Dealing with Large Datasets in Python

I’m trying to work on this Kaggle competition: Corporación Favorita Grocery Sales Forecasting and I’m running into an issue that I feel like has to have a good solution. Basically I have 16 GB of RAM and I’m having troubles loading this all without hitting OOM error. Is there a way to batch this that would work or what kind of strategies are there to handle this? If I had the toolkit I have at work, I would use something like Alteryx to split it up into multiple files with a months data or something, but even then I’m not sure the problem would be fixed. How is everyone handling big datasets currently? Can a generator be used to process a small amount of data through at a time and reduce the memory to something more manageable? One of the things I’ve seen suggested is changing the data type, but that seems like a temporary solution that eventually will need a more permanent solution.

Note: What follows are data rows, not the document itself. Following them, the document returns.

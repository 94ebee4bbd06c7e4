//! Storage infrastructure: the session agent's configuration file.

pub mod config;
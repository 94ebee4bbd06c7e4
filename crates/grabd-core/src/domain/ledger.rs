//! The Grabbable-State Ledger.
//!
//! Stores the latest grab-eligibility report per device and answers "is this
//! device currently safe to grab".  Reports travel over datagrams and may
//! arrive reordered or duplicated, so every update is gated on the report
//! sequence: a report whose sequence is not strictly greater than the stored
//! one is ignored.
//!
//! The ledger knows nothing about sessions.  Its owner calls [`clear`] at
//! every session boundary (the grabber's socket being bound afresh), after
//! which every device is unknown again.
//!
//! [`clear`]: GrabbableStateLedger::clear

use std::collections::HashMap;

use super::device::DeviceId;
use super::grabbable::{GrabbableState, GrabbableStatus};

/// Latest authoritative [`GrabbableState`] per device.
#[derive(Debug, Default)]
pub struct GrabbableStateLedger {
    states: HashMap<DeviceId, GrabbableState>,
}

impl GrabbableStateLedger {
    pub fn new() -> Self {
        Self::default()
    }

    /// Records `state` unless a report with an equal or higher sequence is
    /// already stored for the same device.
    ///
    /// Returns `true` when the stored record changed.  Stale reports are an
    /// expected consequence of reordering and are ignored without logging.
    ///
    /// ```rust
    /// use grabd_core::{DeviceId, GrabbableState, GrabbableStateLedger, GrabbableStatus};
    ///
    /// let mut ledger = GrabbableStateLedger::new();
    /// let device = DeviceId(7);
    /// assert!(ledger.update(GrabbableState::new(device, GrabbableStatus::Grabbable, 2)));
    /// assert!(!ledger.update(GrabbableState::new(device, GrabbableStatus::Grabbable, 2)));
    /// ```
    pub fn update(&mut self, state: GrabbableState) -> bool {
        match self.states.get(&state.device_id) {
            Some(stored) if state.sequence <= stored.sequence => false,
            _ => {
                self.states.insert(state.device_id, state);
                true
            }
        }
    }

    /// Returns the authoritative record for `device_id`, or `None` if the
    /// device is unknown.
    pub fn get(&self, device_id: DeviceId) -> Option<GrabbableState> {
        self.states.get(&device_id).copied()
    }

    /// Whether `device_id` may be grabbed now.  Unknown devices may not.
    pub fn is_grabbable(&self, device_id: DeviceId) -> bool {
        self.get(device_id)
            .map(|state| state.status.is_grabbable())
            .unwrap_or(false)
    }

    /// Current verdict for `device_id`, `None` meaning unknown.
    pub fn status(&self, device_id: DeviceId) -> Option<GrabbableStatus> {
        self.get(device_id).map(|state| state.status)
    }

    /// Drops the record of a device that has been detached.
    pub fn remove(&mut self, device_id: DeviceId) -> Option<GrabbableState> {
        self.states.remove(&device_id)
    }

    /// Forgets everything.  Called at each session boundary.
    pub fn clear(&mut self) {
        self.states.clear();
    }

    pub fn len(&self) -> usize {
        self.states.len()
    }

    pub fn is_empty(&self) -> bool {
        self.states.is_empty()
    }
}
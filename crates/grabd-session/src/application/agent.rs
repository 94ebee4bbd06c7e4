//! SessionAgent: the per-user side of the grabber conversation.
//!
//! The agent owns one client channel to the grabber, bound at this user's
//! endpoint so the grabber can open its link back.  Every time the channel
//! reports `connected` the agent re-announces itself from scratch; the
//! grabber may have restarted and forgotten everything.
//!
//! ```text
//! connected ──▶ connect_console_user_server {pid, configuration}
//!           ──▶ system_preferences_updated
//!           ──▶ frontmost_application_changed   (if known)
//!           ──▶ input_source_changed            (if known)
//! ```
//!
//! Session-state changes are cached whether or not the grabber is reachable
//! and sent only while connected.

use std::ops::ControlFlow;
use std::path::PathBuf;

use grabd_core::protocol::messages::{
    ConnectConsoleUserServerMessage, FrontmostApplication, InputSourceProperties,
    SystemPreferences,
};
use grabd_core::{decode_message, encode_message, Message, ProtocolError};
use grabd_ipc::{ChannelEvent, LifecycleEvent};
use tokio::sync::mpsc;
use tracing::{debug, info, warn};

use super::actions::SessionActions;

/// Everything the agent reacts to.
#[derive(Debug)]
pub enum SessionEvent {
    Channel(ChannelEvent),
    SystemPreferencesChanged(SystemPreferences),
    FrontmostApplicationChanged(FrontmostApplication),
    InputSourceChanged(InputSourceProperties),
    Shutdown,
}

impl From<ChannelEvent> for SessionEvent {
    fn from(event: ChannelEvent) -> Self {
        SessionEvent::Channel(event)
    }
}

/// The agent's channel to the grabber.
pub trait GrabberLink: Send {
    /// Queues a datagram; dropped while the channel is not connected.
    fn send(&self, payload: Vec<u8>);
}

impl GrabberLink for grabd_ipc::ChannelHandle {
    fn send(&self, payload: Vec<u8>) {
        grabd_ipc::ChannelHandle::send(self, payload);
    }
}

pub struct SessionAgent {
    pid: i32,
    configuration_path: PathBuf,
    link: Box<dyn GrabberLink>,
    actions: Box<dyn SessionActions>,
    connected: bool,
    system_preferences: SystemPreferences,
    frontmost_application: Option<FrontmostApplication>,
    input_source: Option<InputSourceProperties>,
}

impl SessionAgent {
    pub fn new(
        pid: i32,
        configuration_path: PathBuf,
        system_preferences: SystemPreferences,
        link: Box<dyn GrabberLink>,
        actions: Box<dyn SessionActions>,
    ) -> Self {
        Self {
            pid,
            configuration_path,
            link,
            actions,
            connected: false,
            system_preferences,
            frontmost_application: None,
            input_source: None,
        }
    }

    pub fn is_connected(&self) -> bool {
        self.connected
    }

    pub fn system_preferences(&self) -> &SystemPreferences {
        &self.system_preferences
    }

    /// Processes events until [`SessionEvent::Shutdown`] or until every
    /// sender is gone.
    pub async fn run(mut self, mut events: mpsc::Receiver<SessionEvent>) {
        info!(pid = self.pid, "session agent started");
        while let Some(event) = events.recv().await {
            if self.handle(event).is_break() {
                break;
            }
        }
        info!("session agent stopped");
    }

    /// Handles one event.  Returns `Break` on shutdown.
    pub fn handle(&mut self, event: SessionEvent) -> ControlFlow<()> {
        match event {
            SessionEvent::Channel(ChannelEvent { event, .. }) => self.on_channel_event(event),
            SessionEvent::SystemPreferencesChanged(preferences) => {
                if preferences != self.system_preferences {
                    self.system_preferences = preferences;
                    self.send(&Message::SystemPreferencesUpdated(preferences));
                }
            }
            SessionEvent::FrontmostApplicationChanged(application) => {
                if self.frontmost_application.as_ref() != Some(&application) {
                    self.send(&Message::FrontmostApplicationChanged(application.clone()));
                    self.frontmost_application = Some(application);
                }
            }
            SessionEvent::InputSourceChanged(properties) => {
                if self.input_source.as_ref() != Some(&properties) {
                    self.send(&Message::InputSourceChanged(properties.clone()));
                    self.input_source = Some(properties);
                }
            }
            SessionEvent::Shutdown => return ControlFlow::Break(()),
        }
        ControlFlow::Continue(())
    }

    fn on_channel_event(&mut self, event: LifecycleEvent) {
        match event {
            LifecycleEvent::Connected => {
                info!("connected to grabber");
                self.connected = true;
                self.announce();
            }
            LifecycleEvent::ConnectFailed(e) => {
                debug!(error = %e, "grabber not reachable; will retry");
                self.connected = false;
            }
            LifecycleEvent::Closed => {
                if self.connected {
                    warn!("grabber channel closed; will reconnect");
                }
                self.connected = false;
            }
            LifecycleEvent::Received(datagram) => match decode_message(&datagram.payload) {
                Ok(message) => self.on_request(message),
                Err(ProtocolError::Unknown(code)) => debug!(code, "skipping unknown operation"),
                Err(e) => warn!(error = %e, "dropping malformed datagram"),
            },
        }
    }

    fn announce(&mut self) {
        self.send(&Message::ConnectConsoleUserServer(
            ConnectConsoleUserServerMessage {
                pid: self.pid,
                configuration_path: self.configuration_path.clone(),
            },
        ));
        self.send(&Message::SystemPreferencesUpdated(self.system_preferences));
        if let Some(application) = self.frontmost_application.clone() {
            self.send(&Message::FrontmostApplicationChanged(application));
        }
        if let Some(properties) = self.input_source.clone() {
            self.send(&Message::InputSourceChanged(properties));
        }
    }

    fn on_request(&mut self, message: Message) {
        let result = match &message {
            Message::ShellCommandExecution(command) => {
                info!(%command, "executing shell command");
                self.actions.execute_shell_command(command)
            }
            Message::SelectInputSource(specifiers) => self.actions.select_input_source(specifiers),
            Message::SetNotificationMessage(text) => self.actions.show_notification(text),
            other => {
                debug!(operation = ?other.operation_type(), "ignoring message not meant for a session");
                Ok(())
            }
        };
        if let Err(e) = result {
            warn!(operation = ?message.operation_type(), error = %e, "request failed");
        }
    }

    fn send(&self, message: &Message) {
        if !self.connected {
            return;
        }
        match encode_message(message) {
            Ok(bytes) => self.link.send(bytes),
            Err(e) => warn!(operation = ?message.operation_type(), error = %e, "failed to encode"),
        }
    }
}
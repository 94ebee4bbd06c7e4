//! Application layer of the privileged grabber.
//!
//! # What lives here (for beginners)
//!
//! Everything that decides *what* the grabber does, expressed against traits
//! so it can be driven from unit tests without sockets, processes or devices.
//!
//! - **`arbitrator`** – the single actor that owns the grab-eligibility ledger
//!   and the grab mode, tracks the one per-user session peer and dispatches
//!   every message the grabber receives.
//!
//! - **`remapping`** – the seam to the remapping engine and the built-in
//!   one-to-one key substitution engine.
//!
//! - **`recording`** – in-memory implementations of the arbitrator's traits
//!   that record every call, for tests.

pub mod arbitrator;
pub mod recording;
pub mod remapping;
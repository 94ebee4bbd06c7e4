//! # grabd-ipc
//!
//! Same-host datagram channels shared by all three grabd processes.
//!
//! - **`transport`** – the channel interface ([`Transport`]) and its
//!   Unix-domain implementations.
//! - **`lifecycle`** – the liveness/reconnect state machine that drives a
//!   transport and reports `connected`, `connect_failed`, `closed` and
//!   received datagrams to its owner's mailbox.
//! - **`paths`** – socket locations, stale-file removal and ownership.
//! - **`settings`** – the `[channel]` section every process's config file
//!   shares.

pub mod lifecycle;
pub mod paths;
pub mod settings;
pub mod transport;

pub use lifecycle::{
    ChannelEvent, ChannelHandle, ChannelId, LifecycleEvent, LifecycleState, ReconnectPolicy,
};
pub use settings::ChannelSettings;
pub use transport::{
    ChannelError, Datagram, Transport, UnixClientTransport, UnixServerTransport,
    DEFAULT_BUFFER_SIZE,
};
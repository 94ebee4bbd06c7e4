//! Channel settings as they appear in each process's TOML config file.
//!
//! ```toml
//! [channel]
//! socket_path = "/run/grabd/grabber.sock"
//! reconnect_interval_ms = 1000
//! server_check_interval_ms = 3000
//! buffer_size = 32768
//! ```
//!
//! An interval of `0` disables that timer.

use std::path::PathBuf;
use std::time::Duration;

use serde::{Deserialize, Serialize};

use crate::lifecycle::{ReconnectPolicy, DEFAULT_RECONNECT_INTERVAL, DEFAULT_SERVER_CHECK_INTERVAL};
use crate::paths::grabber_socket_path;
use crate::transport::DEFAULT_BUFFER_SIZE;

#[derive(Debug, Clone, Serialize, Deserialize, PartialEq, Eq)]
pub struct ChannelSettings {
    /// The grabber's server socket.
    #[serde(default = "default_socket_path")]
    pub socket_path: PathBuf,
    #[serde(default = "default_reconnect_interval_ms")]
    pub reconnect_interval_ms: u64,
    #[serde(default = "default_server_check_interval_ms")]
    pub server_check_interval_ms: u64,
    /// Largest datagram accepted, in bytes.
    #[serde(default = "default_buffer_size")]
    pub buffer_size: usize,
}

fn default_socket_path() -> PathBuf {
    grabber_socket_path()
}
fn default_reconnect_interval_ms() -> u64 {
    DEFAULT_RECONNECT_INTERVAL.as_millis() as u64
}
fn default_server_check_interval_ms() -> u64 {
    DEFAULT_SERVER_CHECK_INTERVAL.as_millis() as u64
}
fn default_buffer_size() -> usize {
    DEFAULT_BUFFER_SIZE
}

impl Default for ChannelSettings {
    fn default() -> Self {
        Self {
            socket_path: default_socket_path(),
            reconnect_interval_ms: default_reconnect_interval_ms(),
            server_check_interval_ms: default_server_check_interval_ms(),
            buffer_size: default_buffer_size(),
        }
    }
}

impl ChannelSettings {
    pub fn policy(&self) -> ReconnectPolicy {
        ReconnectPolicy {
            reconnect_interval: millis(self.reconnect_interval_ms),
            server_check_interval: millis(self.server_check_interval_ms),
        }
    }
}

fn millis(ms: u64) -> Option<Duration> {
    (ms > 0).then(|| Duration::from_millis(ms))
}
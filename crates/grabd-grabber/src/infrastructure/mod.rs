//! Infrastructure layer of the grabber.
//!
//! OS-facing adapters behind the arbitrator's traits: evdev device seizure
//! and enumeration, the process-liveness monitor, session links over Unix
//! datagram sockets, filesystem facts and the TOML configuration file.
//!
//! **Dependency rule**: this layer may depend on `application` and the
//! library crates, but MUST NOT be imported by the `application` layer.

pub mod devices;
pub mod host;
pub mod peer_links;
pub mod process_monitor;
pub mod storage;
//! grabd-session library entry point.
//!
//! Re-exports all public modules so that integration tests in `tests/`
//! and the binary entry point in `main.rs` share the same module tree.

pub mod application;
pub mod infrastructure;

For me loading train.csv from this competition with pandas takes up about 6GB RAM.
I think you should be OK, if you not try to keep multiple copies at once.
If not, Maybe you can do some bcolz juggling like in lesson10?

Yup if you’re doing DL stuff for it, bcolz would be perfect. Otherwise look into using Dask.


So at some point you run into actual hardware limitations? I know when using images you can run through 32 at a time. But when it’s rows of data can you run through it in batches? Maybe that’s my real question, can you run batches on rows so it would only have 1000 rows of data loaded into RAM at a time to avoid memory issues?

Absolutely. Both the suggestions I made use that approach.


Ok, great. Thanks for the clarification! I will make a post on here once I figure out how it works.

OK good, I am involved in this competition too and even others with Terabytes of data.
I will try them and give a feedback too.

1 Like